With both Yahoo!'s and Microsoft's directories of users integrated, the miracle of single sign-on makes them in the probable near future part of the Microsoft advertising network, the Microsoft ID management complex, the Microsoft "software plus services" environment -- all by default, all quite convenient. And once you're in as a user, and once the oxygen is cut off to the competition, the world begins to look a lot more like Windows Everywhere over time.

Indeed, the proposed Microsoft takeover of Yahoo! is really the continuation of the failed (but strategically imperative) Hailstorm initiative. You might recall how Microsoft wanted to use single sign-on to link any users of Hotmail, or Instant Messanger, or Microsoft's myriad Web portals and services (MSN) to all be onramps to the same federated ID management overlay to reach all kinds of services. It was the roach motel attempt to corner the burgeoning network -- use Internet protocols, sure, but create a separate virtual Web of, by, and for Microsoft. The initiative caused quite a donnybrook because it seemed to limited users' ability to freely navigate among other Internet services -- at least on a convenient basis (and for a price).

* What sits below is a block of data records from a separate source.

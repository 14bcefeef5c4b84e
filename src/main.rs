//! iptv-sync CLI entrypoint

use std::process::ExitCode;

use clap::Parser;
use tracing::error;
use tracing_subscriber::{layer::SubscriberExt, util::SubscriberInitExt, EnvFilter};

use iptv_sync::cli::{Cli, EXIT_FATAL};

#[tokio::main]
async fn main() -> ExitCode {
    // Initialize tracing
    tracing_subscriber::registry()
        .with(EnvFilter::try_from_default_env().unwrap_or_else(|_| EnvFilter::new("info")))
        .with(tracing_subscriber::fmt::layer().with_target(false))
        .init();

    // Parse and execute CLI
    let cli = Cli::parse();
    match cli.execute().await {
        Ok(code) => code,
        Err(e) => {
            error!("{:#}", e);
            eprintln!("✗ {:#}", e);
            ExitCode::from(EXIT_FATAL)
        }
    }
}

So Microsoft's first stab at total Web dominance worked at the level of gaining the default browser, but failed at the larger enterprise. Microsoft thought it was only a matter of time, however. And it planned prematurely to begin pulling users back from the Web into the Microsoft world of single sign-on access to Microsoft services -- from travel, to city directories, to maps, to search. Microsoft incorrectly thought that the peril of Web as a Windows-less platform had been neutralized, it's competitors' oxygen cut off. Microsoft began to leverage its own Web services and monopoly desktop status to try and keep users on its sites, using its Web server, and its Web browser and its content offerings -- making for the Microsoft Wide Web, while the real Web withered away for use by scientists (again).

But several unexpected things happened to thwart this march into a Big Brother utopia -- a place where users began and ended their digital days (as workers and consumers) within the Microsoft environment. Linux and Apache Web Server stunted the penetration of the security risk Internet Information Services (nee Server) (IIS). AOL created a bigger online home-based community. Mozilla became a fine and dandy Web browser alternative (albeit not the default choice). Java became a dominant language for distributed computing, and an accepted runtime environment standard.

Dial-up gave way to broadband for both homes and businesses. The digital gusher was provided by several sources (many of which were hostile to to Microsoft and its minions). Software as a service (Saas) became viable and Saleforce.com succeeded. And, most importantly, Google emerged as the dominant search engine and created the new economics of the Web -- search-based juxtaposed automated link ads.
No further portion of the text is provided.